WORK ITEM – Once the line with "pub fn new(schema: Arc<ResourceSchema>, selectable: Vec<String>)" is found in the entries below, repeat it and each following line exactly, up to and including the line with "Build the filter". Add no other lines.

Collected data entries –
******
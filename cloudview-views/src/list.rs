//! List page filters and querying.

use std::cmp::Ordering;
use std::collections::BTreeSet;
use std::sync::Arc;

use cloudview_entity::Record;
use cloudview_fields::{ResourceSchema, SortKind};
use indexmap::IndexMap;
use serde::{Deserialize, Serialize};
use tracing::warn;

/// How one filter-row column accepts input.
#[derive(Debug, Clone, PartialEq, Eq, Serialize)]
#[serde(tag = "widget", rename_all = "lowercase")]
pub enum FilterWidget {
    /// Free-text substring search.
    Text,
    /// A choice among the distinct stored values.
    Select { options: Vec<String> },
}

impl FilterWidget {
    pub fn kind(&self) -> &'static str {
        match self {
            FilterWidget::Text => "text",
            FilterWidget::Select { .. } => "select",
        }
    }
}

#[derive(Debug, Clone, PartialEq, Eq, Serialize)]
pub struct FilterDefinition {
    pub field: String,
    pub label: String,
    #[serde(flatten)]
    pub widget: FilterWidget,
}

/// The filter row of one resource's list page.
#[derive(Debug, Clone, Default, PartialEq, Eq, Serialize)]
#[serde(transparent)]
pub struct FilterTable {
    filters: IndexMap<String, FilterDefinition>,
}

impl FilterTable {
    /// A text filter for every filterable field, in schema order.
    pub fn for_schema(schema: &ResourceSchema) -> Self {
        let filters = schema
            .fields
            .iter()
            .filter(|f| f.is_filterable())
            .map(|f| {
                (
                    f.name.clone(),
                    FilterDefinition {
                        field: f.name.clone(),
                        label: f.label.clone(),
                        widget: FilterWidget::Text,
                    },
                )
            })
            .collect();
        Self { filters }
    }

    pub fn get(&self, field: &str) -> Option<&FilterDefinition> {
        self.filters.get(field)
    }

    pub fn iter(&self) -> impl Iterator<Item = &FilterDefinition> {
        self.filters.values()
    }

    /// Field name to widget kind, `"select"` or `"text"`.
    pub fn widget_kinds(&self) -> IndexMap<String, &'static str> {
        self.filters
            .iter()
            .map(|(name, def)| (name.clone(), def.widget.kind()))
            .collect()
    }

    pub fn len(&self) -> usize {
        self.filters.len()
    }

    pub fn is_empty(&self) -> bool {
        self.filters.is_empty()
    }
}

/// Switch the named columns to select widgets whose options are the distinct
/// values stored in `records`, sorted.
///
/// Names without a filter are logged and returned; the table is otherwise
/// untouched by them.
pub fn mark_selectable<S: AsRef<str>>(
    table: &mut FilterTable,
    selectable: &[S],
    records: &[Record],
) -> Vec<String> {
    let mut ignored = Vec::new();
    for name in selectable.iter().map(AsRef::as_ref) {
        let Some(def) = table.filters.get_mut(name) else {
            warn!(field = name, "selectable column has no filter, ignoring");
            ignored.push(name.to_string());
            continue;
        };
        let options: BTreeSet<String> = records
            .iter()
            .filter_map(|r| r.value(name).ok().and_then(|v| v.as_text()))
            .filter(|text| !text.is_empty())
            .collect();
        def.widget = FilterWidget::Select {
            options: options.into_iter().collect(),
        };
    }
    ignored
}

#[derive(Debug, Clone, Copy, Default, PartialEq, Eq, Serialize, Deserialize)]
#[serde(rename_all = "lowercase")]
pub enum SortDirection {
    #[default]
    Asc,
    Desc,
}

/// Filter values and sort order submitted from a list page.
#[derive(Debug, Clone, Default, PartialEq, Eq, Serialize, Deserialize)]
pub struct ListQuery {
    #[serde(default)]
    pub filters: IndexMap<String, String>,
    #[serde(default)]
    pub sort: Option<(String, SortDirection)>,
}

impl ListQuery {
    pub fn new() -> Self {
        Self::default()
    }

    pub fn filter(mut self, field: impl Into<String>, value: impl Into<String>) -> Self {
        self.filters.insert(field.into(), value.into());
        self
    }

    pub fn sort_by(mut self, field: impl Into<String>, direction: SortDirection) -> Self {
        self.sort = Some((field.into(), direction));
        self
    }

    /// Filter and sort `records`.
    ///
    /// Text widgets match a case-insensitive substring, select widgets an
    /// exact value. Blank filter values and fields without a filter are
    /// ignored. Sorting is stable and follows the field's sort kind.
    pub fn apply(&self, schema: &ResourceSchema, table: &FilterTable, records: Vec<Record>) -> Vec<Record> {
        let active: Vec<(&FilterDefinition, String)> = self
            .filters
            .iter()
            .filter(|(_, needle)| !needle.trim().is_empty())
            .filter_map(|(field, needle)| match table.get(field) {
                Some(def) => Some((def, needle.clone())),
                None => {
                    warn!(field = %field, "no filter for field, ignoring");
                    None
                }
            })
            .collect();

        let mut records: Vec<Record> = records
            .into_iter()
            .filter(|record| active.iter().all(|(def, needle)| matches(record, def, needle)))
            .collect();

        if let Some((field, direction)) = &self.sort {
            match schema.get_field(field).and_then(|f| f.effective_sort()) {
                Some(kind) => records.sort_by(|a, b| {
                    let ordering = compare(a, b, field, kind);
                    match direction {
                        SortDirection::Asc => ordering,
                        SortDirection::Desc => ordering.reverse(),
                    }
                }),
                None => warn!(field = %field, "field cannot be sorted, keeping order"),
            }
        }
        records
    }
}

fn matches(record: &Record, def: &FilterDefinition, needle: &str) -> bool {
    let Some(text) = record.value(&def.field).ok().and_then(|v| v.as_text()) else {
        return false;
    };
    match def.widget {
        FilterWidget::Text => text.to_lowercase().contains(&needle.to_lowercase()),
        FilterWidget::Select { .. } => text == needle,
    }
}

fn compare(a: &Record, b: &Record, field: &str, kind: SortKind) -> Ordering {
    match (a.value(field), b.value(field)) {
        (Ok(x), Ok(y)) => x.compare(y, kind),
        _ => Ordering::Equal,
    }
}

/// A resource's list page: its schema plus the columns offered as selects.
#[derive(Debug, Clone)]
pub struct ListView {
    schema: Arc<ResourceSchema>,
    selectable: Vec<String>,
}

impl ListView {
    pub fn new(schema: Arc<ResourceSchema>, selectable: Vec<String>) -> Self {
        Self { schema, selectable }
    }

    pub fn schema(&self) -> &Arc<ResourceSchema> {
        &self.schema
    }

    pub fn selectable(&self) -> &[String] {
        &self.selectable
    }

    /// The filter row for the given records.
    pub fn filter_table(&self, records: &[Record]) -> FilterTable {
        let mut table = FilterTable::for_schema(&self.schema);
        mark_selectable(&mut table, &self.selectable, records);
        table
    }

    /// Build the filter row, then filter and sort `records` through it.
    pub fn query(&self, records: Vec<Record>, query: &ListQuery) -> (FilterTable, Vec<Record>) {
        let table = self.filter_table(&records);
        let rows = query.apply(&self.schema, &table, records);
        (table, rows)
    }
}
******
ANSWER BOX –
    pub fn new(schema: Arc<ResourceSchema>, selectable: Vec<String>) -> Self {
        Self { schema, selectable }
    }

    pub fn schema(&self) -> &Arc<ResourceSchema> {
        &self.schema
    }

    pub fn selectable(&self) -> &[String] {
        &self.selectable
    }

    /// The filter row for the given records.
    pub fn filter_table(&self, records: &[Record]) -> FilterTable {
        let mut table = FilterTable::for_schema(&self.schema);
        mark_selectable(&mut table, &self.selectable, records);
        table
    }

    /// Build the filter row, then filter and sort `records` through it.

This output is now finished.